■ Task statement
Below are records; how many of their lines contain "HttpRequest"? Answer with only the number.

■ Input
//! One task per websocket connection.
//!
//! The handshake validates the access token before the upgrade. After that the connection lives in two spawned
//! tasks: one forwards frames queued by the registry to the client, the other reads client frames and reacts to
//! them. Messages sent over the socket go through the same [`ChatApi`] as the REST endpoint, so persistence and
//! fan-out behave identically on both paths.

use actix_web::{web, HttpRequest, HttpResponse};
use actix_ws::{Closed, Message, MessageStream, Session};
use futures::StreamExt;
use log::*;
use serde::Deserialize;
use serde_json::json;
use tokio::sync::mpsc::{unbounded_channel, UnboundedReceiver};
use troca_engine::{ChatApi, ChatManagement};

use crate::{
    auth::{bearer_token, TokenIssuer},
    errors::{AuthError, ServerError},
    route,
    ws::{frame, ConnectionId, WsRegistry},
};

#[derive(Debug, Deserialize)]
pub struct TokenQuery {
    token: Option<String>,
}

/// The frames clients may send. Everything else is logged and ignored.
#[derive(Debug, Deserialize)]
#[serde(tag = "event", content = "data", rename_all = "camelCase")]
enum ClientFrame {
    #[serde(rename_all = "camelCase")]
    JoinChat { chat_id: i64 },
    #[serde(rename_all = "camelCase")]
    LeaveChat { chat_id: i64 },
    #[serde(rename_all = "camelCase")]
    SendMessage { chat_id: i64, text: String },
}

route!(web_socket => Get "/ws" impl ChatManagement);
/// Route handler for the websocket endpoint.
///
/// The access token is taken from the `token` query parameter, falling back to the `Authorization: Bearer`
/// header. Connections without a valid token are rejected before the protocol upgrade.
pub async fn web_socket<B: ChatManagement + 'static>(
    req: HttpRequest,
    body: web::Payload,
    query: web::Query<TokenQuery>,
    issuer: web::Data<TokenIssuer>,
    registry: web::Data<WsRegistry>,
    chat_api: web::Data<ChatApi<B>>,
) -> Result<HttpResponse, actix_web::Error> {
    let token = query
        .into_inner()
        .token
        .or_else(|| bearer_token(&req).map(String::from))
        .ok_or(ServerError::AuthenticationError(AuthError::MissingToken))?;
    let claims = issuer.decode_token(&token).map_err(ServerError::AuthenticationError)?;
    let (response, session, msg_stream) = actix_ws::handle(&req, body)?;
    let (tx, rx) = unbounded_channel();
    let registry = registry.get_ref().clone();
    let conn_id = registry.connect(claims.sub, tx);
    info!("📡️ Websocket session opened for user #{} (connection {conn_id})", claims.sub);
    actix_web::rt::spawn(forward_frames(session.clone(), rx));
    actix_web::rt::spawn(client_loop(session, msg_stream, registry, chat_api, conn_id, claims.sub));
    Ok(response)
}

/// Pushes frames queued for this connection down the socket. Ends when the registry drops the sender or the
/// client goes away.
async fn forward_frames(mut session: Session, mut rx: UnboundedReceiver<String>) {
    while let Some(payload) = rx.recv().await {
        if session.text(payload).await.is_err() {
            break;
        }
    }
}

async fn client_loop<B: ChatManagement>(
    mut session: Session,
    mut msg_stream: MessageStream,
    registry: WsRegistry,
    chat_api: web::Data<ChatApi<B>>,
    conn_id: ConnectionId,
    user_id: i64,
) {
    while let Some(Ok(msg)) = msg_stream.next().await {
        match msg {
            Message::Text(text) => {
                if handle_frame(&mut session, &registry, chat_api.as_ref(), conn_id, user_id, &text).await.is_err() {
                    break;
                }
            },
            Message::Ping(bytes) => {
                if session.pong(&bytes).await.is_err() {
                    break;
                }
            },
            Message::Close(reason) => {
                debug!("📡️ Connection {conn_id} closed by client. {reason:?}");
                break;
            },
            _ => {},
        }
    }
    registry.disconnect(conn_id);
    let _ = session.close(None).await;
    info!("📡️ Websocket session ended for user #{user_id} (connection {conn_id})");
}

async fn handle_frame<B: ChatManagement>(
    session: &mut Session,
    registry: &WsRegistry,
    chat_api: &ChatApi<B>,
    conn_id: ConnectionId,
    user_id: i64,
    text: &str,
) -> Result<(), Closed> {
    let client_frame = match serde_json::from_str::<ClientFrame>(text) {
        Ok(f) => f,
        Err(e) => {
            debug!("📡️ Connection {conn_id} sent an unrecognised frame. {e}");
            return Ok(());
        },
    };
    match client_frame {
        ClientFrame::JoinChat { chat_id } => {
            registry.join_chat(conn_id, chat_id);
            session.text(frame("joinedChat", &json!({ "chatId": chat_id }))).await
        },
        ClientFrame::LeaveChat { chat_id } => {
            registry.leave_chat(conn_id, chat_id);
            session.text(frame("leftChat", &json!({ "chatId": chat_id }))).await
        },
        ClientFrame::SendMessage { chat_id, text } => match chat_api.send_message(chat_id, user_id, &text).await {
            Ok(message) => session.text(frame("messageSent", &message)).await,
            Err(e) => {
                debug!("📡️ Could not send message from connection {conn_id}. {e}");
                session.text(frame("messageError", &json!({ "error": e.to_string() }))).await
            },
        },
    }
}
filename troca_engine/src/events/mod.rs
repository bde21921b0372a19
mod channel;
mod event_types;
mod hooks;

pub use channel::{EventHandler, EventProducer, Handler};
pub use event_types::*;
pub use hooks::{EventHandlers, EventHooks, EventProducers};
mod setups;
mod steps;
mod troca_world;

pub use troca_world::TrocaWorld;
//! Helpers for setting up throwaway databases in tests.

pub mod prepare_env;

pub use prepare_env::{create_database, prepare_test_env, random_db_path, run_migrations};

* * *

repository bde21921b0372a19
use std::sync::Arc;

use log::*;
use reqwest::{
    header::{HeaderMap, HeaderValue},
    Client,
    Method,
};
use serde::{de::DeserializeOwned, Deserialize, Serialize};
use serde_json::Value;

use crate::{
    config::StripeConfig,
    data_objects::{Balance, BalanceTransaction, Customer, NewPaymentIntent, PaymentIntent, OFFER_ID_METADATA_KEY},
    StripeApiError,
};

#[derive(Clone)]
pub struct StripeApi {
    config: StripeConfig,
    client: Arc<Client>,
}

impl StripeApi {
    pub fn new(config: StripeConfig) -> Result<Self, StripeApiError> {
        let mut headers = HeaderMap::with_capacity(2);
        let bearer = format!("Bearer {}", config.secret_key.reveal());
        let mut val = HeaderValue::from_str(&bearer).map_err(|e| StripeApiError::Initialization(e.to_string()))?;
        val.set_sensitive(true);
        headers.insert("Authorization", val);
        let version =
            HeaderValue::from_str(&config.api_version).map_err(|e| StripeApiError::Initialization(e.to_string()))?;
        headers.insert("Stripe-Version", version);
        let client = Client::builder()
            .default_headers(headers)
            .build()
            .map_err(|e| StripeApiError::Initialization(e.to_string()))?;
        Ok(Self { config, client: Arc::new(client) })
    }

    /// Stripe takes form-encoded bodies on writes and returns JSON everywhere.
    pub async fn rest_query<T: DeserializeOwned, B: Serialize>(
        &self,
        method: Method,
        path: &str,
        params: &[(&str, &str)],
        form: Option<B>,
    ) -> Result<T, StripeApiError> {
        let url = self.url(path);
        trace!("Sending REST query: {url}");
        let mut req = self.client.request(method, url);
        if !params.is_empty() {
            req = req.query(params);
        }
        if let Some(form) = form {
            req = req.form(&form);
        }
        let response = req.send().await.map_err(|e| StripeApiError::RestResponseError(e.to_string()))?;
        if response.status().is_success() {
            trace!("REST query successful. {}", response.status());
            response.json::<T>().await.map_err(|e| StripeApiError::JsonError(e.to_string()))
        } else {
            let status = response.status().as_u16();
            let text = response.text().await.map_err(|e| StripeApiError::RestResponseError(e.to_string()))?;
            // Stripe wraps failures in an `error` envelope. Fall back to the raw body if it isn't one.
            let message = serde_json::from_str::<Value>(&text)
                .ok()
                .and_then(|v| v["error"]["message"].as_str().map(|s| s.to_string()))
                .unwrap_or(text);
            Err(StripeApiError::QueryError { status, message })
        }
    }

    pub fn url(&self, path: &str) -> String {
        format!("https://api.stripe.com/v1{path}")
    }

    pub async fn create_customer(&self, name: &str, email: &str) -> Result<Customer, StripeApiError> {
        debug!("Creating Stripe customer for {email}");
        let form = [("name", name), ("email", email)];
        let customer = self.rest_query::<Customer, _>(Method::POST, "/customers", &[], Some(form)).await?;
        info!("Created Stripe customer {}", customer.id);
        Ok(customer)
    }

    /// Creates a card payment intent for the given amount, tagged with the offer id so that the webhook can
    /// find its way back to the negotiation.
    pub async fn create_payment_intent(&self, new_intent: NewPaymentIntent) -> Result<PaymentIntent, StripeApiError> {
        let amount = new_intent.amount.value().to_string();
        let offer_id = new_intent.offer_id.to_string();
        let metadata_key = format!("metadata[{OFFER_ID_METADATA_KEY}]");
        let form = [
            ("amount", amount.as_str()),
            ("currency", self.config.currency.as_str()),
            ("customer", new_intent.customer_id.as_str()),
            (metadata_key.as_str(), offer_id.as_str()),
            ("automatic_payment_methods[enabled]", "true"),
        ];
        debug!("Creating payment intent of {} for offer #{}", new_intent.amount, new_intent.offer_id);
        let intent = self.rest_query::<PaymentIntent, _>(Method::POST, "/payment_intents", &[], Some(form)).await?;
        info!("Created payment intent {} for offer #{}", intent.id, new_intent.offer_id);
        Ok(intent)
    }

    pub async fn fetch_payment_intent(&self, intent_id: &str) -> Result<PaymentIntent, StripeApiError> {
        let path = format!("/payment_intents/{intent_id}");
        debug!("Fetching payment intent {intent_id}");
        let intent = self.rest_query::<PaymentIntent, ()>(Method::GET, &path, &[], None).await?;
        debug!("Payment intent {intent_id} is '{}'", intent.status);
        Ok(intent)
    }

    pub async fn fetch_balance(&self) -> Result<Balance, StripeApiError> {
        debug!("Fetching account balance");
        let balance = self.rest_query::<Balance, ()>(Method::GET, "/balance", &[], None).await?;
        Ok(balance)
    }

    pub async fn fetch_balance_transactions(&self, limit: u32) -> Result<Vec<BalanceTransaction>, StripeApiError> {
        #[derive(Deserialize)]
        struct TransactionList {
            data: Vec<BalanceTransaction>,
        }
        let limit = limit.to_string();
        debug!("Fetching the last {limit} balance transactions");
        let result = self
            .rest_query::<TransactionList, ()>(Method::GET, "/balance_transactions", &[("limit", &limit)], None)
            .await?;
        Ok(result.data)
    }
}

■ Answer box
2